If Rodriguez had a different view, he was not there to express it. He did not appear in the Brewers' clubhouse while it was open to reporters, and a club official said he could not be located.
"I didn't say anything to him," Pierzynski said. "I didn't touch him. I was taking my stuff off and I turn around and guys are running out onto the field. I don't know exactly what was going on. ...
"I didn't say a word. Like I said, I didn't know what was going on until I turned around and there were guys running out of our dugout. You can watch the replay and clearly see that I didn't touch him or say a word to him. I don't know what that was all about. Just add it to the book."
Asked whether he had history with Rodriguez, Pierzynski said, "We've played a ton of games against each other. He's gotten me out and pumped his fist, and I've gotten some hits against him."

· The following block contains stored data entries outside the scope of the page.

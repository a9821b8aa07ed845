//! `using` directives for namespaces the generated text relies on.

use indexmap::{IndexMap, IndexSet};
use sharpfix_common::{Span, TextEdit};
use sharpfix_syntax::{InsertedDeclaration, OutlineEdit, SourceDocument, UsingDirective};
use std::cmp::Ordering;
use tracing::debug;

#[derive(Clone, Copy, Debug, PartialEq, Eq, Hash)]
enum Position {
    /// Before the using directive at this index.
    Before(usize),
    /// After the last using directive.
    AfterLast,
    /// At the top of a file without usings.
    Top,
}

/// Edits adding a `using` for each namespace in `required` the document
/// does not import yet.
///
/// New directives are placed in sort order among the existing ones. The
/// order is `System` first when the file already follows that convention,
/// otherwise case-insensitive alphabetical.
pub fn import_edits(document: &SourceDocument, required: &IndexSet<String>) -> Vec<OutlineEdit> {
    let mut missing: Vec<&str> = required
        .iter()
        .map(String::as_str)
        .filter(|ns| !ns.is_empty() && !document.imports(ns))
        .collect();
    if missing.is_empty() {
        return Vec::new();
    }

    let plain: Vec<&UsingDirective> = document
        .usings
        .iter()
        .filter(|u| !u.is_static_or_alias)
        .collect();
    let system_first = plain
        .windows(2)
        .all(|w| system_first_order(&w[0].namespace, &w[1].namespace) != Ordering::Greater);
    let compare: fn(&str, &str) -> Ordering = if system_first {
        system_first_order
    } else {
        alphabetical_order
    };
    missing.sort_by(|a, b| compare(a, b));
    missing.dedup();

    let mut positions: IndexMap<Position, Vec<&str>> = IndexMap::new();
    for namespace in &missing {
        let position = if document.usings.is_empty() {
            Position::Top
        } else {
            plain
                .iter()
                .position(|u| compare(namespace, &u.namespace) == Ordering::Less)
                .map_or(Position::AfterLast, Position::Before)
        };
        positions.entry(position).or_default().push(*namespace);
    }
    debug!(
        document = %document.name,
        imports = ?missing,
        system_first,
        "adding using directives"
    );

    positions
        .into_iter()
        .map(|(position, namespaces)| match position {
            Position::Top => {
                let mut text = String::new();
                let mut declarations = Vec::new();
                for namespace in namespaces {
                    push_using(&mut text, &mut declarations, namespace);
                    text.push('\n');
                }
                text.push('\n');
                outline_edit(TextEdit::insert(0, text), declarations)
            }
            Position::Before(index) => {
                let anchor = plain[index].span.start;
                let indent = document.indentation_at(anchor).to_string();
                let mut text = String::new();
                let mut declarations = Vec::new();
                for namespace in namespaces {
                    push_using(&mut text, &mut declarations, namespace);
                    text.push('\n');
                    text.push_str(&indent);
                }
                outline_edit(TextEdit::insert(anchor, text), declarations)
            }
            Position::AfterLast => {
                let last = plain.last().copied().or_else(|| document.usings.last());
                let end = last.map_or(0, |u| u.span.end);
                let indent = last
                    .map(|u| document.indentation_at(u.span.start).to_string())
                    .unwrap_or_default();
                let mut text = String::new();
                let mut declarations = Vec::new();
                for namespace in namespaces {
                    text.push('\n');
                    text.push_str(&indent);
                    push_using(&mut text, &mut declarations, namespace);
                }
                outline_edit(TextEdit::insert(end, text), declarations)
            }
        })
        .collect()
}

fn push_using(text: &mut String, declarations: &mut Vec<InsertedDeclaration>, namespace: &str) {
    let start = text.len() as u32;
    text.push_str("using ");
    text.push_str(namespace);
    text.push(';');
    declarations.push(InsertedDeclaration::Using {
        namespace: namespace.to_string(),
        span: Span::new(start, text.len() as u32),
    });
}

fn outline_edit(edit: TextEdit, declarations: Vec<InsertedDeclaration>) -> OutlineEdit {
    OutlineEdit { edit, declarations }
}

fn is_system(namespace: &str) -> bool {
    namespace == "System" || namespace.starts_with("System.")
}

/// `System` and `System.*` before everything else, then alphabetical.
pub fn system_first_order(a: &str, b: &str) -> Ordering {
    is_system(b)
        .cmp(&is_system(a))
        .then_with(|| alphabetical_order(a, b))
}

/// Case-insensitive, ties broken by ordinal comparison.
pub fn alphabetical_order(a: &str, b: &str) -> Ordering {
    a.to_lowercase()
        .cmp(&b.to_lowercase())
        .then_with(|| a.cmp(b))
}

It was the third straight game for the Cardinals with a tinge of drama. On Wednesday, Pirates manager Clint Hurdle called it a "cheap shot" when Cardinals pitcher Shelby Miller nearly hit Andrew McCutchen after Pittsburgh pitchers had hit two Cardinals. And on Thursday, Matheny suggested that rookie Brewers infielder Hector Gomez did "jumping jacks" to block Jon Jay's view as Jay prepared to tag up from third base.
"I think it's interdivision," Pierzynski said. "It's a pennant race. Guys are on edge. Guys are playing hard and they're looking for anything to get a little boost on. That's all teams in September. You look at all the teams that are playing in their division and there seems to always be some chipping. That's just the way it is."